For women who walk in Albuquerque, this is not an unfamiliar scenario. It happens to every woman, everywhere she walks, repeatedly. And traveling by foot, while almost always humiliating, can be downright dangerous. For me, walking in Albuquerque, while occasionally pleasant, usually ranges from nerve-racking to moderately terrifying, embodied in everything from random insults to being solicited as a prostitute to sexual assault.

For context, a few anecdotes: 1) On a morning last fall as I walked Downtown, two men and a pit bull strolled past me on the opposite sidewalk, shouting, "Hey, girl!" After realizing I was ignoring them, one man finally yelled, "Fuck you! You’re not
that hot!" 2) Walking home from work one day this past spring, a man slowed as he drove by, circled the block, and pulled up beside me, asking if I wanted a ride, calling me "sweetheart." I ignored him, but he did not relent. I finally told him to "fuck off." He promptly pulled into a parking lot up ahead. Fortunately, I was able to duck into a nearby business, call the cops and wait for him to leave. 3) While walking home from UNM a few years ago, I was followed and grabbed, sexually, by a man who appeared out of an alley. He ran away, I made it home and could barely form the words, through the tears and hyperventilation, to tell my roommate what had happened. For months, walking anywhere was awful, even with the Xanax prescription.

For those of you who might be wondering, this attention is not solicited (I never dress or walk "sexy"). The question of
why a simple walk in Albuquerque always turns into a forum for any man to comment upon any woman’s sexuality is a whole other column. I can tell you one thing, though. I’ve done my fair share of walking in other cities, and this type of foreboding and relentless catcalling has never happened to me anywhere else. Never.
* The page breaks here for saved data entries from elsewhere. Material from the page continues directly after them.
use crate::slide::SlideMeta;

/// Place of a control in sequential keyboard navigation.
#[derive(Debug, Clone, Copy, PartialEq, Eq)]
pub enum TabIndex {
    NotFocusable,    // tabindex="-1": reachable by pointer or script only
    Sequential(i32), // tabindex="0" or positive
}

impl TabIndex {
    pub fn value(&self) -> i32 {
        match self {
            Self::NotFocusable => -1,
            Self::Sequential(n) => *n,
        }
    }
}

/// Everything needed to draw and expose one slide indicator.
#[derive(Debug, Clone, PartialEq, Eq)]
pub struct IndicatorDescriptor {
    pub index: usize,
    pub text: String,
    pub label: String,
    pub title: String,
    pub is_current: bool,
    pub tab_index: TabIndex,
    pub sr_suffix: &'static str,
}

impl IndicatorDescriptor {
    /// `aria-current` value.
    pub fn aria_current(&self) -> &'static str {
        if self.is_current { "true" } else { "false" }
    }
}

/// Indicator for slide `index` while `current` is showing. Roving tab index:
/// only the current indicator is in the tab order.
pub fn indicator(index: usize, current: usize, slide: &SlideMeta) -> IndicatorDescriptor {
    let is_current = index == current;
    let number = index + 1;
    IndicatorDescriptor {
        index,
        text: number.to_string(),
        label: format!("Go to slide {}: {}", number, slide.caption),
        title: format!("Slide {}: {}", number, slide.caption),
        is_current,
        tab_index: if is_current { TabIndex::Sequential(0) } else { TabIndex::NotFocusable },
        sr_suffix: if is_current { "(current slide)" } else { "" },
    }
}

pub fn indicators(slides: &[SlideMeta], current: usize) -> Vec<IndicatorDescriptor> {
    slides
        .iter()
        .enumerate()
        .map(|(index, slide)| indicator(index, current, slide))
        .collect()
}

#[cfg(test)]
mod tests {
    use super::*;
    use crate::slide::SLIDES;

    #[test]
    fn active_indicator_is_current_and_tabbable() {
        let descriptor = indicator(2, 2, &SLIDES[2]);
        assert_eq!(descriptor.text, "3");
        assert_eq!(descriptor.label, "Go to slide 3: Cabin in the Mountains");
        assert_eq!(descriptor.title, "Slide 3: Cabin in the Mountains");
        assert_eq!(descriptor.aria_current(), "true");
        assert_eq!(descriptor.tab_index.value(), 0);
        assert_eq!(descriptor.sr_suffix, "(current slide)");
    }

    #[test]
    fn inactive_indicators_leave_tab_order() {
        let all = indicators(&SLIDES, 0);
        assert_eq!(all.len(), 5);
        let focusable: Vec<_> = all.iter().filter(|d| d.tab_index.value() >= 0).map(|d| d.index).collect();
        assert_eq!(focusable, vec![0]);
        assert!(all[1..].iter().all(|d| d.aria_current() == "false" && d.sr_suffix.is_empty()));
    }

    #[test]
    fn descriptor_depends_only_on_inputs() {
        assert_eq!(indicator(1, 3, &SLIDES[1]), indicator(1, 3, &SLIDES[1]));
        assert_ne!(indicator(1, 3, &SLIDES[1]), indicator(1, 1, &SLIDES[1]));
    }
}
So what’s a female pedestrian to do? Unfortunately, other than learning self-defense, packing debatably effective weapons like mace or a stun gun (I own one) or riding a bike, the options are few. Sure, there are city buses, but as I’ve found during my involuntary investigation into an autoless life, Albuquerque’s public transit is insufficient at best. After repeated half-hour waits for buses that supposedly come every 10 minutes, one begins to realize the schedules are meaningless. At worst, taking the bus can be a harrowing journey into the realm of untold American poverty—half-dead homeless stare straight ahead, the untreated mentally ill offer a glimpse into their dark worlds, the working poor discuss time in jail, and every now and then there are gruesome sightings of bodily disfigurements straight out of the Middle Ages and strange wounds taunting modern medicine. Cities with successful mass transit serve a spectrum of socioeconomic groups. Here in Albuquerque, buses are mainly for criminals and the underclass (that’s me).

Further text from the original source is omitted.